PROBLEM STATEMENT: Write out only the opening lines of the entries, through the line with "(the assembled context).".

-- EXERCISE INPUT follows --

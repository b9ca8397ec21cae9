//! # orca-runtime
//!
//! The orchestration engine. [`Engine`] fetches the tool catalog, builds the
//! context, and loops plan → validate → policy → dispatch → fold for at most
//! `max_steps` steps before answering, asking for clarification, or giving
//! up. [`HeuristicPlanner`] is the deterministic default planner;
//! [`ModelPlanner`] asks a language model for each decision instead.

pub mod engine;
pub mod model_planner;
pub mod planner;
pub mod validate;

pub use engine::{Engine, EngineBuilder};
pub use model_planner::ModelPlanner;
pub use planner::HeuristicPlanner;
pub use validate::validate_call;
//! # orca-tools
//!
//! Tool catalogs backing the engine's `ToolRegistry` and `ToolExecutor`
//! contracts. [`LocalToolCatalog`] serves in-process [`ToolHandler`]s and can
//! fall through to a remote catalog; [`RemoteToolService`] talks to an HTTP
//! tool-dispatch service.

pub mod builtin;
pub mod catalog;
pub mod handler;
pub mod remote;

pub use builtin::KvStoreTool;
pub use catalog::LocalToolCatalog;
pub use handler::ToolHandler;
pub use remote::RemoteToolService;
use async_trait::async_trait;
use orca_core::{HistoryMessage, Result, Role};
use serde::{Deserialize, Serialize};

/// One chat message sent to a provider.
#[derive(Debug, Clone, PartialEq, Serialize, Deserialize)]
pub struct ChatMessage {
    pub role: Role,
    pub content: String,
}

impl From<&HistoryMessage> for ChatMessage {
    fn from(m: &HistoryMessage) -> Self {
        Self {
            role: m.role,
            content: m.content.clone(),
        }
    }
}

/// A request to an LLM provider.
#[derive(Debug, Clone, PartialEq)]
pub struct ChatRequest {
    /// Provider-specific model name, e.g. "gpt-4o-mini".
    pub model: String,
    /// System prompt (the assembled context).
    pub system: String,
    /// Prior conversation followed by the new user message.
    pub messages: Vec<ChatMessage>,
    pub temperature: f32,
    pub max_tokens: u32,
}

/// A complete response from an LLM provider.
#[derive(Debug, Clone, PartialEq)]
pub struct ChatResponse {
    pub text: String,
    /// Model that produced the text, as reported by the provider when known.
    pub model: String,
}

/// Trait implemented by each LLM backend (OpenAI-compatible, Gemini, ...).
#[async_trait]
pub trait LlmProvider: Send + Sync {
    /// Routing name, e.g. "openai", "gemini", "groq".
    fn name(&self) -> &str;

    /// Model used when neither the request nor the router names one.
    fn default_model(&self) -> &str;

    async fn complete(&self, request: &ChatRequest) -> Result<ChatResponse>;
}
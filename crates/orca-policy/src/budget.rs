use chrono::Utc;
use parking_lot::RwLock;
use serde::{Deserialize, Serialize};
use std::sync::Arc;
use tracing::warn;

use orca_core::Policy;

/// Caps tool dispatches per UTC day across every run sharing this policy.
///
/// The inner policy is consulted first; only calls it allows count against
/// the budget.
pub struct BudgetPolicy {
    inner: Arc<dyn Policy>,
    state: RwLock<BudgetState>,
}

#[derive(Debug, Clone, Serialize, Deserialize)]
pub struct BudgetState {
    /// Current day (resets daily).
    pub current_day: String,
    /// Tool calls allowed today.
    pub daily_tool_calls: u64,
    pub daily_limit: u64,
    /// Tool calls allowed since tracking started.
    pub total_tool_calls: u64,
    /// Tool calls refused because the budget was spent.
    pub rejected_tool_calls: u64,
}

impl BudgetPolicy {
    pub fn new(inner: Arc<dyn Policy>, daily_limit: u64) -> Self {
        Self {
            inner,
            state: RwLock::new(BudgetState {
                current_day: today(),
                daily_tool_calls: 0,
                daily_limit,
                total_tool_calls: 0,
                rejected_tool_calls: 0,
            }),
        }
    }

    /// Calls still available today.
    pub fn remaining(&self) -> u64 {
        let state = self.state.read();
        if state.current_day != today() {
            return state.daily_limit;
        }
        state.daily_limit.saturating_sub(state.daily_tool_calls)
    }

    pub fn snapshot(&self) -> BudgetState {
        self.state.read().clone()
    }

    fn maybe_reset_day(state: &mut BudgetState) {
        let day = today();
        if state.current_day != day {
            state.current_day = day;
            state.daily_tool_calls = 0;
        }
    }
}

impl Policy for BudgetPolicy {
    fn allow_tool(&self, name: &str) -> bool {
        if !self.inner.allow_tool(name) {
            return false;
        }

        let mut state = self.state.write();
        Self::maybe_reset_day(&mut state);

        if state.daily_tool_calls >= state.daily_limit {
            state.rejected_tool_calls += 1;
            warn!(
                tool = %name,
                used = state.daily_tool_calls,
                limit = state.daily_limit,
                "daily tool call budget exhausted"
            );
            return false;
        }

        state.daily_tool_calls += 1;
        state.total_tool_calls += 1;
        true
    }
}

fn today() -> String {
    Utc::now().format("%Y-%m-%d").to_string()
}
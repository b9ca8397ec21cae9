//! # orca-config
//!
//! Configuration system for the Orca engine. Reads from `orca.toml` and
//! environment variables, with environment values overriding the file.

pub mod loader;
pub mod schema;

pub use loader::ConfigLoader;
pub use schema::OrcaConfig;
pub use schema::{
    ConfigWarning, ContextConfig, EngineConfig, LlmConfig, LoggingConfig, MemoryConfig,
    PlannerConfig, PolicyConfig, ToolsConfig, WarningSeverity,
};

-- EXERCISE INPUT concluded --

FINISHED EXERCISE:
repository b9ca8397ec21cae9
//! # orca-runtime
//!
//! The orchestration engine. [`Engine`] fetches the tool catalog, builds the
//! context, and loops plan → validate → policy → dispatch → fold for at most
//! `max_steps` steps before answering, asking for clarification, or giving
//! up. [`HeuristicPlanner`] is the deterministic default planner;
//! [`ModelPlanner`] asks a language model for each decision instead.

pub mod engine;
pub mod model_planner;
pub mod planner;
pub mod validate;

pub use engine::{Engine, EngineBuilder};
pub use model_planner::ModelPlanner;
pub use planner::HeuristicPlanner;
pub use validate::validate_call;
//! # orca-tools
//!
//! Tool catalogs backing the engine's `ToolRegistry` and `ToolExecutor`
//! contracts. [`LocalToolCatalog`] serves in-process [`ToolHandler`]s and can
//! fall through to a remote catalog; [`RemoteToolService`] talks to an HTTP
//! tool-dispatch service.

pub mod builtin;
pub mod catalog;
pub mod handler;
pub mod remote;

pub use builtin::KvStoreTool;
pub use catalog::LocalToolCatalog;
pub use handler::ToolHandler;
pub use remote::RemoteToolService;
use async_trait::async_trait;
use orca_core::{HistoryMessage, Result, Role};
use serde::{Deserialize, Serialize};

/// One chat message sent to a provider.
#[derive(Debug, Clone, PartialEq, Serialize, Deserialize)]
pub struct ChatMessage {
    pub role: Role,
    pub content: String,
}

impl From<&HistoryMessage> for ChatMessage {
    fn from(m: &HistoryMessage) -> Self {
        Self {
            role: m.role,
            content: m.content.clone(),
        }
    }
}

/// A request to an LLM provider.
#[derive(Debug, Clone, PartialEq)]
pub struct ChatRequest {
    /// Provider-specific model name, e.g. "gpt-4o-mini".
    pub model: String,
    /// System prompt (the assembled context).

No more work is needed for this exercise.